Stored data entries

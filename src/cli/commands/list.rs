use std::collections::BTreeSet;
use std::path::{Path, PathBuf};

use chrono::Utc;
use clap::{Args, ValueEnum};
use serde::Serialize;

use crate::cli::config::load_records;
use crate::cli::utils::{output_empty_collection, output_table};
use crate::cli::OutputFormat;
use crate::error::ConsoleError;
use crate::filter::{
    filter_refs, lease_accessors, FieldAccessors, FilterCriteria, FilterOrder, Filterable, Sortable,
};
use crate::store::units::demo_units;
use crate::types::{Invite, Lease, MaintenanceRequest, Property, Tenant, Unit};

#[derive(Debug, Clone, Copy, PartialEq, Eq, ValueEnum)]
pub enum Entity {
    Units,
    Leases,
    Maintenance,
    Invites,
    Tenants,
}

#[derive(Args)]
pub struct ListArgs {
    #[arg(value_enum, help = "Record type to list")]
    pub entity: Entity,

    #[arg(long, help = "JSON array of records (units default to the demo data)")]
    pub file: Option<PathBuf>,

    #[arg(long, help = "Case-insensitive substring search")]
    pub search: Option<String>,

    #[arg(long, help = "Exact category, e.g. a unit type or role")]
    pub category: Option<String>,

    #[arg(long, help = "Exact status")]
    pub status: Option<String>,

    #[arg(long = "unit", conflicts_with = "property", help = "Keep records of this unit id (repeatable)")]
    pub units: Vec<String>,

    #[arg(long, requires = "properties_file", help = "Keep records belonging to this property's units")]
    pub property: Option<String>,

    #[arg(long, help = "JSON array of properties used to resolve --property")]
    pub properties_file: Option<PathBuf>,

    #[arg(long, help = "JSON array of tenants used to search leases by tenant name")]
    pub tenants_file: Option<PathBuf>,

    #[arg(long, help = "Column ordering, e.g. \"marketRent desc, propertyName\"")]
    pub order: Option<String>,
}

/// Columns printed for one record type in text mode
trait ListRow: Serialize {
    const COLLECTION: &'static str;
    const HEADERS: &'static [&'static str];

    fn row(&self) -> Vec<String>;
}

impl ListRow for Unit {
    const COLLECTION: &'static str = "units";
    const HEADERS: &'static [&'static str] = &["Id", "Property", "Unit", "Type", "Status", "Tenant", "Rent"];

    fn row(&self) -> Vec<String> {
        vec![
            self.id.clone(),
            self.property_name.clone(),
            self.unit_number.clone(),
            self.unit_type.clone(),
            self.status.to_string(),
            self.tenant_name.clone().unwrap_or_else(|| "-".to_string()),
            self.market_rent.clone(),
        ]
    }
}

impl ListRow for Lease {
    const COLLECTION: &'static str = "leases";
    const HEADERS: &'static [&'static str] = &["Id", "Unit", "Tenant", "Start", "End", "Rent", "Status"];

    fn row(&self) -> Vec<String> {
        vec![
            self.id.clone(),
            self.unit_id.clone(),
            self.tenant_user_id.clone(),
            self.start_date.clone(),
            self.end_date.clone(),
            self.monthly_rent.to_string(),
            self.status.clone(),
        ]
    }
}

impl ListRow for MaintenanceRequest {
    const COLLECTION: &'static str = "maintenance";
    const HEADERS: &'static [&'static str] = &["Id", "Unit", "Title", "Status"];

    fn row(&self) -> Vec<String> {
        vec![self.id.clone(), self.unit_id.clone(), self.title.clone(), self.status.clone()]
    }
}

impl ListRow for Invite {
    const COLLECTION: &'static str = "invites";
    const HEADERS: &'static [&'static str] = &["Id", "Email", "Role", "Status", "Expires"];

    fn row(&self) -> Vec<String> {
        let expires = if self.is_expired(Utc::now()) {
            format!("{} (expired)", self.expires_at.format("%Y-%m-%d"))
        } else {
            self.expires_at.format("%Y-%m-%d").to_string()
        };
        vec![self.id.clone(), self.email.clone(), self.role.clone(), self.status.clone(), expires]
    }
}

impl ListRow for Tenant {
    const COLLECTION: &'static str = "tenants";
    const HEADERS: &'static [&'static str] = &["Id", "Name", "Email", "Role"];

    fn row(&self) -> Vec<String> {
        vec![self.id.clone(), self.label().to_string(), self.email.clone(), self.role.clone()]
    }
}

pub fn handle(args: ListArgs, output_format: OutputFormat) -> anyhow::Result<()> {
    let criteria = FilterCriteria {
        search_term: args.search.clone(),
        category_filter: args.category.clone(),
        status_filter: args.status.clone(),
        scope: resolve_scope(&args)?,
    };
    let order = match &args.order {
        Some(order) => FilterOrder::parse(order).map_err(ConsoleError::from)?,
        None => FilterOrder::default(),
    };

    tracing::debug!("Listing {:?} with {:?}", args.entity, criteria);

    match args.entity {
        Entity::Units => {
            let units = match &args.file {
                Some(path) => load_records::<Unit>(path)?,
                None => demo_units(),
            };
            list(&units, &Unit::accessors(), &criteria, &order, &output_format)
        }
        Entity::Leases => {
            let leases: Vec<Lease> = load_records(required_file(&args)?)?;
            let tenants: Vec<Tenant> = match &args.tenants_file {
                Some(path) => load_records(path)?,
                None => vec![],
            };
            list(&leases, &lease_accessors(&tenants), &criteria, &order, &output_format)
        }
        Entity::Maintenance => {
            let requests: Vec<MaintenanceRequest> = load_records(required_file(&args)?)?;
            list(&requests, &MaintenanceRequest::accessors(), &criteria, &order, &output_format)
        }
        Entity::Invites => {
            let invites: Vec<Invite> = load_records(required_file(&args)?)?;
            list(&invites, &Invite::accessors(), &criteria, &order, &output_format)
        }
        Entity::Tenants => {
            let tenants: Vec<Tenant> = load_records(required_file(&args)?)?;
            list(&tenants, &Tenant::accessors(), &criteria, &order, &output_format)
        }
    }
}

fn list<T: ListRow + Sortable>(
    records: &[T],
    accessors: &FieldAccessors<T>,
    criteria: &FilterCriteria,
    order: &FilterOrder,
    output_format: &OutputFormat,
) -> anyhow::Result<()> {
    check_supported(criteria, accessors, T::COLLECTION)?;

    let mut visible = filter_refs(records, criteria, accessors);
    order.sort(&mut visible, &T::sort_keys()).map_err(ConsoleError::from)?;

    if visible.is_empty() {
        return output_empty_collection(output_format, T::COLLECTION, &format!("No {} match", T::COLLECTION));
    }

    let rows: Vec<Vec<String>> = visible.iter().map(|r| r.row()).collect();
    output_table(output_format, T::COLLECTION, serde_json::to_value(&visible)?, T::HEADERS, &rows)
}

/// Reject criteria the record type has no field for
fn check_supported<T>(criteria: &FilterCriteria, accessors: &FieldAccessors<T>, collection: &str) -> Result<(), ConsoleError> {
    let unsupported = if criteria.active_category().is_some() && !accessors.has_category() {
        Some("--category")
    } else if criteria.active_status().is_some() && !accessors.has_status() {
        Some("--status")
    } else if criteria.scope.is_some() && !accessors.has_scope() {
        Some("--unit/--property")
    } else {
        None
    };

    match unsupported {
        Some(flag) => Err(ConsoleError::invalid_input(format!("{} cannot be filtered by {}", collection, flag))),
        None => Ok(()),
    }
}

fn required_file(args: &ListArgs) -> Result<&Path, ConsoleError> {
    args.file
        .as_deref()
        .ok_or_else(|| ConsoleError::invalid_input("--file is required for this record type"))
}

/// Unit ids the listing is narrowed to, if any
fn resolve_scope(args: &ListArgs) -> Result<Option<BTreeSet<String>>, ConsoleError> {
    if !args.units.is_empty() {
        return Ok(Some(args.units.iter().cloned().collect()));
    }

    let (Some(property_id), Some(path)) = (&args.property, &args.properties_file) else {
        return Ok(None);
    };

    let properties: Vec<Property> = load_records(path)?;
    let property = properties
        .iter()
        .find(|p| &p.id == property_id)
        .ok_or_else(|| ConsoleError::invalid_input(format!("Property '{}' not found in {}", property_id, path.display())))?;

    Ok(Some(property.unit_ids().map(str::to_string).collect()))
}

[EXERCISE]:
Copy out the records once more. Match them exactly.

[WRITTEN RESPONSE]:
filename src/cli/commands/list.rs
use std::collections::BTreeSet;
use std::path::{Path, PathBuf};

use chrono::Utc;
use clap::{Args, ValueEnum};
use serde::Serialize;

use crate::cli::config::load_records;
use crate::cli::utils::{output_empty_collection, output_table};
use crate::cli::OutputFormat;
use crate::error::ConsoleError;
use crate::filter::{
    filter_refs, lease_accessors, FieldAccessors, FilterCriteria, FilterOrder, Filterable, Sortable,
};
use crate::store::units::demo_units;
use crate::types::{Invite, Lease, MaintenanceRequest, Property, Tenant, Unit};

#[derive(Debug, Clone, Copy, PartialEq, Eq, ValueEnum)]
pub enum Entity {
    Units,
    Leases,
    Maintenance,
    Invites,
    Tenants,
}

#[derive(Args)]
pub struct ListArgs {
    #[arg(value_enum, help = "Record type to list")]
    pub entity: Entity,

    #[arg(long, help = "JSON array of records (units default to the demo data)")]
    pub file: Option<PathBuf>,

    #[arg(long, help = "Case-insensitive substring search")]
    pub search: Option<String>,

    #[arg(long, help = "Exact category, e.g. a unit type or role")]
    pub category: Option<String>,

    #[arg(long, help = "Exact status")]
    pub status: Option<String>,

    #[arg(long = "unit", conflicts_with = "property", help = "Keep records of this unit id (repeatable)")]
    pub units: Vec<String>,

    #[arg(long, requires = "properties_file", help = "Keep records belonging to this property's units")]
    pub property: Option<String>,

    #[arg(long, help = "JSON array of properties used to resolve --property")]
    pub properties_file: Option<PathBuf>,

    #[arg(long, help = "JSON array of tenants used to search leases by tenant name")]
    pub tenants_file: Option<PathBuf>,

    #[arg(long, help = "Column ordering, e.g. \"marketRent desc, propertyName\"")]
    pub order: Option<String>,
}

/// Columns printed for one record type in text mode
trait ListRow: Serialize {
    const COLLECTION: &'static str;
    const HEADERS: &'static [&'static str];

    fn row(&self) -> Vec<String>;
}

impl ListRow for Unit {
    const COLLECTION: &'static str = "units";
    const HEADERS: &'static [&'static str] = &["Id", "Property", "Unit", "Type", "Status", "Tenant", "Rent"];

    fn row(&self) -> Vec<String> {
        vec![
            self.id.clone(),
            self.property_name.clone(),
            self.unit_number.clone(),
            self.unit_type.clone(),
            self.status.to_string(),
            self.tenant_name.clone().unwrap_or_else(|| "-".to_string()),
            self.market_rent.clone(),
        ]
    }
}

impl ListRow for Lease {
    const COLLECTION: &'static str = "leases";
    const HEADERS: &'static [&'static str] = &["Id", "Unit", "Tenant", "Start", "End", "Rent", "Status"];

    fn row(&self) -> Vec<String> {
        vec![
            self.id.clone(),
            self.unit_id.clone(),
            self.tenant_user_id.clone(),
            self.start_date.clone(),
            self.end_date.clone(),
            self.monthly_rent.to_string(),
            self.status.clone(),
        ]
    }
}

impl ListRow for MaintenanceRequest {
    const COLLECTION: &'static str = "maintenance";
    const HEADERS: &'static [&'static str] = &["Id", "Unit", "Title", "Status"];

    fn row(&self) -> Vec<String> {
        vec![self.id.clone(), self.unit_id.clone(), self.title.clone(), self.status.clone()]
    }
}

impl ListRow for Invite {
    const COLLECTION: &'static str = "invites";
    const HEADERS: &'static [&'static str] = &["Id", "Email", "Role", "Status", "Expires"];

    fn row(&self) -> Vec<String> {
        let expires = if self.is_expired(Utc::now()) {
            format!("{} (expired)", self.expires_at.format("%Y-%m-%d"))
        } else {
            self.expires_at.format("%Y-%m-%d").to_string()
        };
        vec![self.id.clone(), self.email.clone(), self.role.clone(), self.status.clone(), expires]
    }
}

impl ListRow for Tenant {
    const COLLECTION: &'static str = "tenants";
    const HEADERS: &'static [&'static str] = &["Id", "Name", "Email", "Role"];

    fn row(&self) -> Vec<String> {
        vec![self.id.clone(), self.label().to_string(), self.email.clone(), self.role.clone()]
    }
}

pub fn handle(args: ListArgs, output_format: OutputFormat) -> anyhow::Result<()> {
    let criteria = FilterCriteria {
        search_term: args.search.clone(),
        category_filter: args.category.clone(),
        status_filter: args.status.clone(),
        scope: resolve_scope(&args)?,
    };
    let order = match &args.order {
        Some(order) => FilterOrder::parse(order).map_err(ConsoleError::from)?,
        None => FilterOrder::default(),
    };

    tracing::debug!("Listing {:?} with {:?}", args.entity, criteria);

    match args.entity {
        Entity::Units => {
            let units = match &args.file {
                Some(path) => load_records::<Unit>(path)?,
                None => demo_units(),
            };
            list(&units, &Unit::accessors(), &criteria, &order, &output_format)
        }
        Entity::Leases => {
            let leases: Vec<Lease> = load_records(required_file(&args)?)?;
            let tenants: Vec<Tenant> = match &args.tenants_file {
                Some(path) => load_records(path)?,
                None => vec![],
            };
            list(&leases, &lease_accessors(&tenants), &criteria, &order, &output_format)
        }
        Entity::Maintenance => {
            let requests: Vec<MaintenanceRequest> = load_records(required_file(&args)?)?;
            list(&requests, &MaintenanceRequest::accessors(), &criteria, &order, &output_format)
        }
        Entity::Invites => {
            let invites: Vec<Invite> = load_records(required_file(&args)?)?;
            list(&invites, &Invite::accessors(), &criteria, &order, &output_format)
        }
        Entity::Tenants => {
            let tenants: Vec<Tenant> = load_records(required_file(&args)?)?;
            list(&tenants, &Tenant::accessors(), &criteria, &order, &output_format)
        }
    }
}

fn list<T: ListRow + Sortable>(
    records: &[T],
    accessors: &FieldAccessors<T>,
    criteria: &FilterCriteria,
    order: &FilterOrder,
    output_format: &OutputFormat,
) -> anyhow::Result<()> {
    check_supported(criteria, accessors, T::COLLECTION)?;

    let mut visible = filter_refs(records, criteria, accessors);
    order.sort(&mut visible, &T::sort_keys()).map_err(ConsoleError::from)?;

    if visible.is_empty() {
        return output_empty_collection(output_format, T::COLLECTION, &format!("No {} match", T::COLLECTION));
    }

    let rows: Vec<Vec<String>> = visible.iter().map(|r| r.row()).collect();
    output_table(output_format, T::COLLECTION, serde_json::to_value(&visible)?, T::HEADERS, &rows)
}

/// Reject criteria the record type has no field for
fn check_supported<T>(criteria: &FilterCriteria, accessors: &FieldAccessors<T>, collection: &str) -> Result<(), ConsoleError> {
    let unsupported = if criteria.active_category().is_some() && !accessors.has_category() {
        Some("--category")
    } else if criteria.active_status().is_some() && !accessors.has_status() {
        Some("--status")
    } else if criteria.scope.is_some() && !accessors.has_scope() {
        Some("--unit/--property")
    } else {
        None
    };

    match unsupported {
        Some(flag) => Err(ConsoleError::invalid_input(format!("{} cannot be filtered by {}", collection, flag))),
        None => Ok(()),
    }
}

fn required_file(args: &ListArgs) -> Result<&Path, ConsoleError> {
    args.file
        .as_deref()
        .ok_or_else(|| ConsoleError::invalid_input("--file is required for this record type"))
}

/// Unit ids the listing is narrowed to, if any
fn resolve_scope(args: &ListArgs) -> Result<Option<BTreeSet<String>>, ConsoleError> {
    if !args.units.is_empty() {
        return Ok(Some(args.units.iter().cloned().collect()));
    }

    let (Some(property_id), Some(path)) = (&args.property, &args.properties_file) else {
        return Ok(None);
    };

    let properties: Vec<Property> = load_records(path)?;
    let property = properties
        .iter()
        .find(|p| &p.id == property_id)
        .ok_or_else(|| ConsoleError::invalid_input(format!("Property '{}' not found in {}", property_id, path.display())))?;

    Ok(Some(property.unit_ids().map(str::to_string).collect()))
}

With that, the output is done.